When the packaging technology is still in its infancy, the lamp system design becomes even more critical. Lamp producers must now concentrate their efforts on figuring out how to maximize chip life and light quality. “Heat” is the primary influencer of the above. Each chip has a node temperature, which should be regulated within 85 ° C to provide the optimal operating condition of the device. How can we make sure that heat from the chip, aluminum substrate, heat conducting material, and the radiator can be transported easily and effectively to the surrounding environment?

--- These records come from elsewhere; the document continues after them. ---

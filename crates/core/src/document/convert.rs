//! Office-to-PDF conversion through a headless LibreOffice process.

use std::path::{Path, PathBuf};
use std::process::Stdio;
use std::sync::Arc;
use std::time::Duration;

use async_trait::async_trait;
use thiserror::Error;
use tokio::process::Command;
use tokio::sync::Semaphore;
use tracing::{debug, error};

use crate::config::ConversionConfig;

const CANDIDATE_BINARIES: [&str; 2] = ["soffice", "libreoffice"];

#[derive(Clone, Debug, Error, PartialEq, Eq)]
pub enum ConversionError {
    #[error("no office converter binary was found on PATH")]
    NotFound,
    #[error("failed to launch converter: {0}")]
    Spawn(String),
    #[error("converter exited with status {status}: {stderr}")]
    Failed { status: i32, stderr: String },
    #[error("conversion timed out after {secs}s")]
    Timeout { secs: u64 },
    #[error("converter produced no output for `{0}`")]
    MissingOutput(PathBuf),
    #[error("conversion gate is closed")]
    Closed,
}

/// Converts an office or HTML document to PDF, writing the result next to
/// the input with a `.pdf` extension.
#[async_trait]
pub trait DocumentConverter: Send + Sync {
    async fn convert(&self, input: &Path) -> Result<PathBuf, ConversionError>;
}

pub fn pdf_sibling(input: &Path) -> PathBuf {
    input.with_extension("pdf")
}

#[derive(Clone, Debug)]
pub struct SofficeConverter {
    binary: PathBuf,
}

impl SofficeConverter {
    pub fn new(binary: impl Into<PathBuf>) -> Self {
        Self { binary: binary.into() }
    }

    /// Uses the configured binary when set, otherwise the first of
    /// `soffice`/`libreoffice` found on PATH.
    pub fn discover(configured: Option<&Path>) -> Result<Self, ConversionError> {
        if let Some(binary) = configured {
            return Ok(Self::new(binary));
        }
        CANDIDATE_BINARIES
            .iter()
            .find_map(|candidate| which::which(candidate).ok())
            .map(Self::new)
            .ok_or(ConversionError::NotFound)
    }

    pub fn binary(&self) -> &Path {
        &self.binary
    }
}

#[async_trait]
impl DocumentConverter for SofficeConverter {
    async fn convert(&self, input: &Path) -> Result<PathBuf, ConversionError> {
        let out_dir = input.parent().map(Path::to_path_buf).unwrap_or_else(|| PathBuf::from("."));
        // Concurrent soffice processes must not share a user profile.
        let profile =
            tempfile::TempDir::new().map_err(|error| ConversionError::Spawn(error.to_string()))?;
        let profile_arg = format!("-env:UserInstallation=file://{}", profile.path().display());

        debug!(
            event_name = "conversion.started",
            input = %input.display(),
            binary = %self.binary.display(),
            "converting document to pdf"
        );

        let output = Command::new(&self.binary)
            .arg(profile_arg)
            .arg("--headless")
            .arg("--convert-to")
            .arg("pdf")
            .arg("--outdir")
            .arg(&out_dir)
            .arg(input)
            .stdout(Stdio::piped())
            .stderr(Stdio::piped())
            .kill_on_drop(true)
            .output()
            .await
            .map_err(|error| ConversionError::Spawn(error.to_string()))?;

        if !output.status.success() {
            let stderr = String::from_utf8_lossy(&output.stderr).trim().to_owned();
            error!(event_name = "conversion.failed", input = %input.display(), stderr = %stderr, "converter failed");
            return Err(ConversionError::Failed { status: output.status.code().unwrap_or(-1), stderr });
        }

        let converted = out_dir.join(pdf_sibling(input).file_name().unwrap_or_default());
        if !tokio::fs::try_exists(&converted).await.unwrap_or(false) {
            return Err(ConversionError::MissingOutput(input.to_path_buf()));
        }
        Ok(converted)
    }
}

/// Bounds concurrent conversions process-wide. The timeout covers the
/// conversion itself, not the wait for a permit.
#[derive(Clone)]
pub struct ConversionGate {
    converter: Arc<dyn DocumentConverter>,
    permits: Arc<Semaphore>,
    timeout: Duration,
}

impl ConversionGate {
    pub fn new(converter: Arc<dyn DocumentConverter>, max_concurrent: usize, timeout: Duration) -> Self {
        Self { converter, permits: Arc::new(Semaphore::new(max_concurrent.max(1))), timeout }
    }

    pub fn from_config(converter: Arc<dyn DocumentConverter>, config: &ConversionConfig) -> Self {
        Self::new(converter, config.max_concurrent, Duration::from_secs(config.timeout_secs))
    }

    pub fn available_permits(&self) -> usize {
        self.permits.available_permits()
    }

    pub async fn convert(&self, input: &Path) -> Result<PathBuf, ConversionError> {
        let _permit = self.permits.acquire().await.map_err(|_| ConversionError::Closed)?;
        match tokio::time::timeout(self.timeout, self.converter.convert(input)).await {
            Ok(result) => result,
            Err(_) => Err(ConversionError::Timeout { secs: self.timeout.as_secs() }),
        }
    }
}

impl std::fmt::Debug for ConversionGate {
    fn fmt(&self, f: &mut std::fmt::Formatter<'_>) -> std::fmt::Result {
        f.debug_struct("ConversionGate")
            .field("available_permits", &self.permits.available_permits())
            .field("timeout", &self.timeout)
            .finish()
    }
}

#[cfg(test)]
mod tests {
    use std::path::{Path, PathBuf};
    use std::sync::atomic::{AtomicUsize, Ordering};
    use std::sync::Arc;
    use std::time::Duration;

    use async_trait::async_trait;

    use crate::document::convert::{
        pdf_sibling, ConversionError, ConversionGate, DocumentConverter, SofficeConverter,
    };

    struct SlowConverter {
        active: AtomicUsize,
        peak: AtomicUsize,
        delay: Duration,
    }

    #[async_trait]
    impl DocumentConverter for SlowConverter {
        async fn convert(&self, input: &Path) -> Result<PathBuf, ConversionError> {
            let now = self.active.fetch_add(1, Ordering::SeqCst) + 1;
            self.peak.fetch_max(now, Ordering::SeqCst);
            tokio::time::sleep(self.delay).await;
            self.active.fetch_sub(1, Ordering::SeqCst);
            Ok(pdf_sibling(input))
        }
    }

    #[tokio::test(start_paused = true)]
    async fn gate_limits_concurrent_conversions() {
        let converter = Arc::new(SlowConverter {
            active: AtomicUsize::new(0),
            peak: AtomicUsize::new(0),
            delay: Duration::from_millis(50),
        });
        let gate = ConversionGate::new(converter.clone(), 2, Duration::from_secs(5));

        let inputs: Vec<PathBuf> = (0..6).map(|index| PathBuf::from(format!("/tmp/deck_{index}.pptx"))).collect();
        let results = futures::future::join_all(inputs.iter().map(|input| gate.convert(input))).await;

        assert!(results.iter().all(Result::is_ok));
        assert_eq!(converter.peak.load(Ordering::SeqCst), 2);
        assert_eq!(gate.available_permits(), 2);
    }

    #[tokio::test(start_paused = true)]
    async fn slow_conversion_times_out() {
        let converter = Arc::new(SlowConverter {
            active: AtomicUsize::new(0),
            peak: AtomicUsize::new(0),
            delay: Duration::from_secs(30),
        });
        let gate = ConversionGate::new(converter, 1, Duration::from_secs(2));

        let error = gate.convert(Path::new("/tmp/slow.pptx")).await.expect_err("timeout");
        assert_eq!(error, ConversionError::Timeout { secs: 2 });
    }

    #[test]
    fn configured_binary_skips_discovery() {
        let converter =
            SofficeConverter::discover(Some(Path::new("/opt/office/soffice"))).expect("configured");
        assert_eq!(converter.binary(), Path::new("/opt/office/soffice"));
        assert_eq!(pdf_sibling(Path::new("/work/a.pptx")), PathBuf::from("/work/a.pdf"));
    }
}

In addition to the meticulous design of the construction of each link by the engineer, the material selection and process treatment of each link should be thoroughly examined and tested to reach the optimal functioning condition. How can we make sure that heat from the chip, aluminum substrate, heat conducting material, and the radiator can be transported easily and effectively to the surrounding environment. In addition to the meticulous design of the construction of each link by the engineer, the material selection and process treatment of each link should be thoroughly examined and tested to reach the optimal functioning condition.
Characteristics of aluminum profile:
Resistance to corrosive substances
The density of aluminum profile is just 2.7g/cm3, roughly 1 / 3 of that of steel, copper or brass (7.83g/cm3 and 8.93g/cm3 respectively). Even in corrosive environments like seawater (or brine), petrochemicals, or air, aluminum holds up admirably well against oxidation.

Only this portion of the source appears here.